■ **INFORMATION SUPPLIED**
=== Section Start ===

//! Pipeline domain model

use crate::core::step::{Step, StepKind};

/// A named, ordered sequence of steps
///
/// A pipeline is either declared at the top level of a configuration or
/// embedded inside a step; both have the same shape.
#[derive(Debug, Clone, PartialEq)]
pub struct Pipeline {
    /// Pipeline name
    pub name: String,

    /// Steps in declaration order
    pub steps: Vec<Step>,
}

impl Pipeline {
    pub fn new(name: impl Into<String>, steps: Vec<Step>) -> Self {
        Self {
            name: name.into(),
            steps,
        }
    }

    /// Get a step by name
    pub fn step(&self, name: &str) -> Option<&Step> {
        self.steps.iter().find(|s| s.name == name)
    }

    /// Pipelines declared inline by this pipeline's steps (direct children only)
    pub fn embedded(&self) -> impl Iterator<Item = &Pipeline> {
        self.steps.iter().filter_map(|s| match &s.kind {
            StepKind::Embedded(p) => Some(p),
            _ => None,
        })
    }

    /// Names of top-level pipelines referenced by this pipeline's steps
    pub fn references(&self) -> impl Iterator<Item = &str> {
        self.steps.iter().filter_map(|s| match &s.kind {
            StepKind::Reference(name) => Some(name.as_str()),
            _ => None,
        })
    }
}

#[cfg(test)]
mod tests {
    use super::*;
    use serde_yaml::Value;

    #[test]
    fn test_steps_keep_declaration_order() {
        let pipeline = Pipeline::new(
            "foo",
            vec![
                Step::plugin("zero", "exec", "example.com/test", Value::Null),
                Step::plugin("one", "exec", "example.com/second", Value::Null),
                Step::reference("two", "other").with_depends_on(["zero"]),
            ],
        );

        let names: Vec<_> = pipeline.steps.iter().map(|s| s.name.as_str()).collect();
        assert_eq!(names, vec!["zero", "one", "two"]);
        assert_eq!(pipeline.step("two").unwrap().depends_on, vec!["zero".to_string()]);
        assert!(pipeline.step("three").is_none());
    }

    #[test]
    fn test_embedded_and_references() {
        let nested = Pipeline::new("bar", vec![]);
        let pipeline = Pipeline::new(
            "foo",
            vec![
                Step::embedded("pipe", nested),
                Step::reference("other", "pipe2"),
            ],
        );

        let embedded: Vec<_> = pipeline.embedded().map(|p| p.name.as_str()).collect();
        assert_eq!(embedded, vec!["bar"]);
        let refs: Vec<_> = pipeline.references().collect();
        assert_eq!(refs, vec!["pipe2"]);
    }
}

=== Section End ===

■ **AIM OF THE EXERCISE**
For every line in the data above that has the string "this", return that line.

■ **SOLUTION TO THE EXERCISE**
    /// Pipelines declared inline by this pipeline's steps (direct children only)
    /// Names of top-level pipelines referenced by this pipeline's steps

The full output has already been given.